Gdy już ostatecznie dojdziemy do tego wniosku, że Jezus działał dla nas, zapewniając nam ratunek przed karą za grzech, często staramy się przywłaszczyć sobie wynikający z tego pokój przez nasze własne wysiłku, aby wierzyć lub odpowiednio zachowywać się.

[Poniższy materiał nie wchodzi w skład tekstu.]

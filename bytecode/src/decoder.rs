use std::fmt;

use crate::instruction::{BinaryOp, Instruction};
use crate::op::Op;

#[derive(Debug, Clone, Copy, PartialEq, Eq)]
pub enum DecodeError {
    InvalidOpcode { offset: usize, byte: u8 },
    Truncated { offset: usize, op: Op },
    OutOfBounds { offset: usize },
}

impl fmt::Display for DecodeError {
    fn fmt(&self, f: &mut fmt::Formatter<'_>) -> fmt::Result {
        match self {
            Self::InvalidOpcode { offset, byte } => {
                write!(f, "invalid opcode 0x{byte:02x} at offset {offset}")
            }
            Self::Truncated { offset, op } => {
                write!(f, "truncated {op:?} instruction at offset {offset}")
            }
            Self::OutOfBounds { offset } => {
                write!(f, "offset {offset} is outside the code section")
            }
        }
    }
}

impl std::error::Error for DecodeError {}

/// Decode the instruction starting at `offset`.
///
/// Returns the instruction and the offset of the next one. Code comes from
/// files written by an external toolchain, so every read is checked.
pub fn decode_at(code: &[u8], offset: usize) -> Result<(Instruction, usize), DecodeError> {
    let Some(&byte) = code.get(offset) else {
        return Err(DecodeError::OutOfBounds { offset });
    };
    let op = Op::try_from(byte).map_err(|byte| DecodeError::InvalidOpcode { offset, byte })?;
    let start = offset + 1;
    let end = start + op.operand_size();
    let Some(operands) = code.get(start..end) else {
        return Err(DecodeError::Truncated { offset, op });
    };

    let instruction = match op {
        Op::Done => Instruction::Done,
        Op::Nop => Instruction::Nop,
        Op::PushNil => Instruction::PushNil,
        Op::PushInt => Instruction::PushInt {
            value: i32::from_le_bytes(array(operands)),
        },
        Op::PushFloat => Instruction::PushFloat {
            value: f64::from_le_bytes(array(operands)),
        },
        Op::PushString => Instruction::PushString {
            string: u16::from_le_bytes(array(operands)),
        },
        Op::PushClosure => Instruction::PushClosure {
            addr: u32::from_le_bytes(array(operands)),
        },
        Op::PushTable => Instruction::PushTable,
        Op::Dup => Instruction::Dup,
        Op::Pop => Instruction::Pop,
        Op::TablePut => Instruction::TablePut,
        Op::TableGet => Instruction::TableGet,
        Op::GlobalLoad => Instruction::GlobalLoad {
            name: u16::from_le_bytes(array(operands)),
        },
        Op::GlobalStore => Instruction::GlobalStore {
            name: u16::from_le_bytes(array(operands)),
        },
        Op::LocalLoad => Instruction::LocalLoad {
            idx: u16::from_le_bytes(array(operands)),
        },
        Op::LocalStore => Instruction::LocalStore {
            idx: u16::from_le_bytes(array(operands)),
        },
        Op::Call => Instruction::Call { argc: operands[0] },
        Op::Ret0 => Instruction::Ret0,
        Op::Ret1 => Instruction::Ret1,
        Op::Jump => Instruction::Jump {
            addr: u32::from_le_bytes(array(operands)),
        },
        Op::JumpIfZero => Instruction::JumpIfZero {
            addr: u32::from_le_bytes(array(operands)),
        },
        Op::JumpIfNotZero => Instruction::JumpIfNotZero {
            addr: u32::from_le_bytes(array(operands)),
        },
        Op::Neg => Instruction::Neg,
        Op::Not => Instruction::Not,
        binary => match BinaryOp::from_op(binary) {
            Some(op) => Instruction::Binary(op),
            None => return Err(DecodeError::InvalidOpcode { offset, byte }),
        },
    };

    Ok((instruction, end))
}

fn array<const N: usize>(bytes: &[u8]) -> [u8; N] {
    let mut out = [0u8; N];
    out.copy_from_slice(&bytes[..N]);
    out
}

/// Sequential decoder over a code section, yielding `(offset, instruction)`.
///
/// Iteration stops after the first error.
pub struct BytecodeDecoder<'a> {
    code: &'a [u8],
    pos: usize,
    failed: bool,
}

impl<'a> BytecodeDecoder<'a> {
    pub fn new(code: &'a [u8]) -> Self {
        Self {
            code,
            pos: 0,
            failed: false,
        }
    }

    /// Current byte offset in the stream.
    pub fn offset(&self) -> usize {
        self.pos
    }

    pub fn is_at_end(&self) -> bool {
        self.pos >= self.code.len()
    }
}

impl Iterator for BytecodeDecoder<'_> {
    type Item = Result<(usize, Instruction), DecodeError>;

    fn next(&mut self) -> Option<Self::Item> {
        if self.failed || self.is_at_end() {
            return None;
        }
        let offset = self.pos;
        match decode_at(self.code, offset) {
            Ok((instruction, next)) => {
                self.pos = next;
                Some(Ok((offset, instruction)))
            }
            Err(err) => {
                self.failed = true;
                Some(Err(err))
            }
        }
    }
}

Podobnie jak Bóg działał na rzecz Jezusa, gdy Ten był martwy, tak działa na naszą korzyść, aby wypracować w nas to, czego my nie mamy możliwości osiągnąć. Ile ze swego zmartwychwstania zainicjował Jezus? To nie Jego działanie przyspieszyło ten wielki cud, lecz wzbudziła Go z martwych miłość Ojca. Jezus jest beneficjentem Bożego działania dla Niego. W podobny sposób martwe są nawet nasze możliwości wystarczającego trzymania się obietnic nowego przymierza. Bóg obiecał, że zapisze Swoje prawo w naszych sercach i umysłach, i że będziemy znać Go intymnie. Boże dzieło w naszych sercach jest równie konieczne, jak jego dzieło na krzyżu czy w grobie. Gdyby Pan nie zmienił naszych serc, tracilibyśmy energię usiłując trzymać się obietnic Nowego Przymierza i, podobnie jak starotestamentowi ludzie, wyczerpalibyśmy się starając się zakwalifikować do tych obietnic.
Bożym pragnieniem jest utrzymywać z nami relację opierającą się na zaufaniu. W pierwszym przymierzu, niezdolność do usprawiedliwienia siebie była sprawą serca; Nowe Przymierze zajmuje się tą słabością. Błogosławieństwo, które ono obiecuje jest takie, że Bóg zrobi wszystko, co konieczne, aby umieścić właściwą bojaźń, zaufanie i miłość w naszych sercach. Jedyne co możemy to ufać Jemu, że dokona tego. Nasza wiara nie jest mierzona poczuciem siły czy dowodami z zachodzących okoliczności. To w miejscach całkowitej desperacji oddychamy tchnieniem wiary: „Panie, zrób we mnie to, co obiecałeś. Nie mogę wzbudzić w sobie na tyle wiary, aby zasłużyć na Twoją łaskę. Mogę tylko zaufać, że Twoje obietnice są prawdziwe”.
Ten sam Bóg, który wyprowadził Jezusa ze śmierci, uczyni w nas to, abyśmy kochali i ufali Mu. On jest wierny, a Jego przymierze trwa.